After two years, Asa decides to relinquish his post and return to Maine to shoe horses again. The royal family comes with him, having been offered a job in a minstrel show that pays far better than the kingship did.

Inscriptions: “Allen Page / June 7 – 1943” on the front flyleaf. Beneath it is stamped “A.H. Page”

Septimus (William J. Locke, 1908)

Zora, thankfully widowed and having come into some wealth, decides to see the world and figure out what life is. In Monaco, she makes the acquaintance of Septimus. Septimus is an odd fellow with a stream of consciousness conversational style and an outlook on the world that rivals a child’s naïveté. Zora also meets Syphur of Syphur’s Cure, a patented bit of quackery that claims to cure all manner of skin ailments.

Zora’s sister Emmy is an actress—a profession that Zora is broad-minded enough to condone but not so broad-minded to approve. She’s in love with a fellow actor but he drops her at once to marry a wealthy widow. Pregnant, she’s at a loss for what to do until Septimus steps in and marries her that same day.

For the last two years, Syphur’s Cure has been losing its market share. At last, Syphur is faced with the choice to either sell out to his competition and collect a royalty for the Cure, or to shutter the factory and find some other business to enter. He calls on Septimus for advice and at last opts to close up shop. He and Septimus intend to go into arms and sell the new machine gun Septimus has designed.

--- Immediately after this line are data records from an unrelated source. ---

//! Creative Storage - Write-Once PNG Store
//!
//! Each artifact is keyed by a fresh random identifier, so concurrent writers
//! never target the same key and no locking is needed on the filesystem.

use serde::{Deserialize, Serialize};
use std::collections::HashMap;
use std::fmt;
use std::fs;
use std::io::{ErrorKind, Write};
use std::path::{Path, PathBuf};
use std::sync::{Mutex, PoisonError};
use thiserror::Error;
use uuid::Uuid;

#[derive(Debug, Error)]
pub enum StorageError {
    #[error("Creative not found: {0}")]
    NotFound(String),

    #[error("Creative already stored: {0}")]
    AlreadyExists(String),

    #[error("Storage I/O error: {0}")]
    Io(#[from] std::io::Error),

    #[error("Storage lock poisoned")]
    Poisoned,
}

/// Opaque artifact identifier (32 lowercase hex chars of a v4 UUID).
#[derive(Debug, Clone, PartialEq, Eq, Hash, Serialize, Deserialize)]
#[serde(transparent)]
pub struct CreativeId(String);

impl CreativeId {
    pub fn generate() -> Self {
        Self(Uuid::new_v4().simple().to_string())
    }

    /// Accepts any UUID spelling; anything else is rejected so it can never
    /// escape the storage directory.
    pub fn parse(raw: &str) -> Option<Self> {
        Uuid::parse_str(raw.trim())
            .ok()
            .map(|u| Self(u.simple().to_string()))
    }

    pub fn as_str(&self) -> &str {
        &self.0
    }
}

impl fmt::Display for CreativeId {
    fn fmt(&self, f: &mut fmt::Formatter<'_>) -> fmt::Result {
        f.write_str(&self.0)
    }
}

pub trait CreativeStore: Send + Sync {
    /// Store encoded PNG bytes. Fails if the identifier is already taken.
    fn put(&self, id: &CreativeId, png: &[u8]) -> Result<(), StorageError>;

    fn get(&self, id: &CreativeId) -> Result<Vec<u8>, StorageError>;

    /// Lookup by raw identifier text. Malformed identifiers are simply not found.
    fn get_raw(&self, raw: &str) -> Result<Vec<u8>, StorageError> {
        let id = CreativeId::parse(raw).ok_or_else(|| StorageError::NotFound(raw.to_string()))?;
        self.get(&id)
    }
}

/// Files named `creative_<id>.png` under one directory.
#[derive(Debug, Clone)]
pub struct FsStore {
    root: PathBuf,
}

impl FsStore {
    pub fn new(root: impl Into<PathBuf>) -> Self {
        Self { root: root.into() }
    }

    pub fn root(&self) -> &Path {
        &self.root
    }

    pub fn path_for(&self, id: &CreativeId) -> PathBuf {
        self.root.join(format!("creative_{}.png", id))
    }
}

impl CreativeStore for FsStore {
    /// Bytes are staged in a temp file beside the target and linked into place
    /// only once fully written, so a failed write never leaves a partial PNG.
    fn put(&self, id: &CreativeId, png: &[u8]) -> Result<(), StorageError> {
        fs::create_dir_all(&self.root)?;
        let path = self.path_for(id);

        let mut staged = tempfile::Builder::new()
            .prefix(".creative_")
            .suffix(".part")
            .tempfile_in(&self.root)?;
        staged.write_all(png)?;
        staged.as_file().sync_all()?;
        staged.persist_noclobber(&path).map_err(|e| {
            if e.error.kind() == ErrorKind::AlreadyExists {
                StorageError::AlreadyExists(id.to_string())
            } else {
                StorageError::Io(e.error)
            }
        })?;
        Ok(())
    }

    fn get(&self, id: &CreativeId) -> Result<Vec<u8>, StorageError> {
        match fs::read(self.path_for(id)) {
            Ok(bytes) => Ok(bytes),
            Err(e) if e.kind() == ErrorKind::NotFound => Err(StorageError::NotFound(id.to_string())),
            Err(e) => Err(e.into()),
        }
    }
}

/// In-process store, used by tests and embedders without a disk.
#[derive(Debug, Default)]
pub struct MemoryStore {
    items: Mutex<HashMap<CreativeId, Vec<u8>>>,
}

impl MemoryStore {
    pub fn new() -> Self {
        Self::default()
    }

    pub fn len(&self) -> usize {
        self.items.lock().unwrap_or_else(PoisonError::into_inner).len()
    }

    pub fn is_empty(&self) -> bool {
        self.len() == 0
    }
}

impl CreativeStore for MemoryStore {
    fn put(&self, id: &CreativeId, png: &[u8]) -> Result<(), StorageError> {
        let mut items = self.items.lock().map_err(|_| StorageError::Poisoned)?;
        if items.contains_key(id) {
            return Err(StorageError::AlreadyExists(id.to_string()));
        }
        items.insert(id.clone(), png.to_vec());
        Ok(())
    }

    fn get(&self, id: &CreativeId) -> Result<Vec<u8>, StorageError> {
        let items = self.items.lock().map_err(|_| StorageError::Poisoned)?;
        items
            .get(id)
            .cloned()
            .ok_or_else(|| StorageError::NotFound(id.to_string()))
    }
}

#[cfg(test)]
mod tests {
    use super::*;

    #[test]
    fn test_ids_are_unique_and_parse() {
        let a = CreativeId::generate();
        let b = CreativeId::generate();
        assert_ne!(a, b);
        assert_eq!(a.as_str().len(), 32);
        assert_eq!(CreativeId::parse(a.as_str()), Some(a.clone()));

        let hyphenated = Uuid::parse_str(a.as_str()).unwrap().hyphenated().to_string();
        assert_eq!(CreativeId::parse(&hyphenated), Some(a));
    }

    #[test]
    fn test_fs_store_write_once() {
        let dir = tempfile::tempdir().unwrap();
        let store = FsStore::new(dir.path().join("out"));
        let id = CreativeId::generate();

        store.put(&id, b"png-bytes").unwrap();
        assert_eq!(store.get(&id).unwrap(), b"png-bytes");
        assert!(store.path_for(&id).ends_with(format!("creative_{}.png", id)));
        assert!(matches!(store.put(&id, b"other"), Err(StorageError::AlreadyExists(_))));
    }

    #[test]
    fn test_fs_store_leaves_no_staging_files() {
        let dir = tempfile::tempdir().unwrap();
        let store = FsStore::new(dir.path());
        let id = CreativeId::generate();
        store.put(&id, b"complete").unwrap();

        let names: Vec<_> = fs::read_dir(dir.path())
            .unwrap()
            .map(|e| e.unwrap().file_name().into_string().unwrap())
            .collect();
        assert_eq!(names, vec![format!("creative_{}.png", id)]);
    }

    #[test]
    fn test_failed_put_keeps_nothing_partial() {
        let dir = tempfile::tempdir().unwrap();
        let store = FsStore::new(dir.path());
        let id = CreativeId::generate();
        fs::write(store.path_for(&id), b"original").unwrap();

        let err = store.put(&id, b"replacement bytes").unwrap_err();
        assert!(matches!(err, StorageError::AlreadyExists(_)));
        assert_eq!(store.get(&id).unwrap(), b"original");
        assert_eq!(fs::read_dir(dir.path()).unwrap().count(), 1);
    }

    #[test]
    fn test_put_under_file_root_is_io_error() {
        let dir = tempfile::tempdir().unwrap();
        // a regular file where the store directory should be
        let blocker = dir.path().join("blocked");
        fs::write(&blocker, b"").unwrap();
        let store = FsStore::new(&blocker);
        let id = CreativeId::generate();

        assert!(matches!(store.put(&id, b"png"), Err(StorageError::Io(_))));
        assert!(matches!(store.get(&id), Err(StorageError::NotFound(_)) | Err(StorageError::Io(_))));
    }

    #[test]
    fn test_memory_store_len_survives_poison() {
        let store = std::sync::Arc::new(MemoryStore::new());
        store.put(&CreativeId::generate(), &[1]).unwrap();

        let poisoner = std::sync::Arc::clone(&store);
        let _ = std::thread::spawn(move || {
            let _guard = poisoner.items.lock().unwrap();
            panic!("poison the lock");
        })
        .join();

        assert!(store.items.is_poisoned());
        assert_eq!(store.len(), 1);
        assert!(!store.is_empty());
    }

    #[test]
    fn test_missing_and_malformed_ids_not_found() {
        let dir = tempfile::tempdir().unwrap();
        let store = FsStore::new(dir.path());

        let missing = CreativeId::generate();
        assert!(matches!(store.get(&missing), Err(StorageError::NotFound(_))));
        assert!(matches!(store.get_raw("../../etc/passwd"), Err(StorageError::NotFound(_))));
    }

    #[test]
    fn test_memory_store() {
        let store = MemoryStore::new();
        let id = CreativeId::generate();
        assert!(store.is_empty());
        store.put(&id, &[1, 2, 3]).unwrap();
        assert_eq!(store.get_raw(id.as_str()).unwrap(), vec![1, 2, 3]);
        assert!(matches!(store.put(&id, &[4]), Err(StorageError::AlreadyExists(_))));
        assert_eq!(store.len(), 1);
    }
}
//! Creative Core - Retail Creative Builder
//!
//! # The Pipeline
//! 1. Decode the packshot (fatal on failure) and optional logo (dropped on failure)
//! 2. Compose onto a fixed canvas: packshot at 45% of the area, logo top-left, headline near the bottom
//! 3. Evaluate the layout against the retailer's rule set
//! 4. Persist the PNG under a fresh identifier and return it with the report

pub mod assets;
pub mod canvas;
pub mod catalog;
pub mod compliance;
pub mod config;
pub mod hashing;
pub mod layout;
pub mod pipeline;
pub mod raster;
pub mod storage;
pub mod text;

pub use assets::{decode, AssetError, ImageAsset};
pub use canvas::{CanvasFormat, CanvasSpec};
pub use catalog::{RetailerRule, RuleCatalog};
pub use compliance::{evaluate, ComplianceEvaluator, ComplianceReport, ComplianceStatus, SafeZonePx};
pub use config::EngineConfig;
pub use layout::{ComposedCreative, Composition, LayoutEngine, PlacementResult};
pub use pipeline::{CreativePipeline, Degradation, GenerateRequest, GeneratedCreative, PipelineError};
pub use storage::{CreativeId, CreativeStore, FsStore, MemoryStore, StorageError};
pub use text::HeadlineFont;

pub const ENGINE_VERSION: &str = env!("CARGO_PKG_VERSION");
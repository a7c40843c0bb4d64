//! Fingerprints - SHA-256 over Artifacts and Jobs
//!
//! The stored PNG gets a content digest; the request gets a job hash so two
//! identical requests can be recognised in logs even though their ids differ.

use serde::Serialize;
use serde_json::Value;
use sha2::{Digest, Sha256};
use std::fmt::Write;

pub fn sha256_hex(data: &[u8]) -> String {
    let digest = Sha256::digest(data);
    let mut out = String::with_capacity(digest.len() * 2);
    for b in digest {
        let _ = write!(out, "{:02x}", b);
    }
    out
}

/// JSON with object keys sorted at every level, no whitespace.
pub fn canonical_json<T: Serialize>(value: &T) -> Result<String, serde_json::Error> {
    let v = serde_json::to_value(value)?;
    serde_json::to_string(&sort_keys(v))
}

fn sort_keys(v: Value) -> Value {
    match v {
        Value::Object(map) => {
            let mut entries: Vec<_> = map.into_iter().collect();
            entries.sort_by(|a, b| a.0.cmp(&b.0));
            Value::Object(entries.into_iter().map(|(k, v)| (k, sort_keys(v))).collect())
        }
        Value::Array(items) => Value::Array(items.into_iter().map(sort_keys).collect()),
        other => other,
    }
}

/// job_hash = sha256(retailer : format : canonical_inputs : engine_version)
pub fn compute_job_hash(
    retailer: &str,
    format: &str,
    inputs: &impl Serialize,
    engine_version: &str,
) -> Result<String, serde_json::Error> {
    let canonical = canonical_json(inputs)?;
    let combined = format!("{}:{}:{}:{}", retailer, format, canonical, engine_version);
    Ok(sha256_hex(combined.as_bytes()))
}

#[cfg(test)]
mod tests {
    use super::*;
    use serde_json::json;

    #[test]
    fn test_sha256_known_vector() {
        assert_eq!(
            sha256_hex(b"abc"),
            "ba7816bf8f01cfea414140de5dae2223b00361a396177a9cb410ff61f20015ad"
        );
    }

    #[test]
    fn test_canonical_json_sorted() {
        let obj = json!({"z": 1, "a": {"y": 2, "b": 3}, "m": [{"k": 1, "c": 2}]});
        let canonical = canonical_json(&obj).unwrap();
        assert_eq!(canonical, r#"{"a":{"b":3,"y":2},"m":[{"c":2,"k":1}],"z":1}"#);
    }

    #[test]
    fn test_job_hash_depends_on_every_part() {
        let inputs = json!({"headline": "Fresh", "packshot": "abc"});
        let base = compute_job_hash("default", "feed", &inputs, "1.0.0").unwrap();
        assert_eq!(base, compute_job_hash("default", "feed", &inputs, "1.0.0").unwrap());
        assert_ne!(base, compute_job_hash("default", "story", &inputs, "1.0.0").unwrap());
        assert_ne!(base, compute_job_hash("acme", "feed", &inputs, "1.0.0").unwrap());
    }
}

Zora, back from her tour of the US, tries to dictate propriety to her sister but Emmy calls her out for being arrogant and self-centered. It was plain to see that both Septimus and Syphur were as much in love with Zora as any two men could be, but while Zora was fond of them both, her fondness was more of the sort you’d show to a friendly neighborhood dog. She did not see them as people and certainly not as people with any agency.

With a new appreciation for Septimus and Syphur, Zora realizing that, while she searched the world over for what life means, everyone else was already living life.

Inscription: signed Henrietta Urkel on the front flyleaf.

The Wind of Complication (Susan Ertz, 1927)

A collection of short stories. I would say the linking element is that each involves a conflict but I think that describes all fiction. The most memorable story is the last one. It’s a mashup of Gaslight, The Picture of Dorian Gray, and Dr. Jekyll and Mr. Hyde. A young woman comes to London both to be near her fiancé and to find work. She stays with her uncle, who’s not only a misanthrope, but only experiences joy by hurting others. While seeming to welcome her in his home, he begins a campaign to make her doubt her sanity. His end goal is to murder her and make it appear like she killed herself to avoid commitment. Meanwhile, his reflection in his mirror grows more alien and menacing. Just before he pulls off his scheme, he discovers there’s no one in the mirror at all. His reflection is now in the room with him. There’s the sound of a terrible struggle, with two voices clearly audible, but when the police break down the door, the uncle, dead on the floor, is all alone.

Inscription: On the front end paper, “J.S. Kitterlines, St. Augustine, Florida”.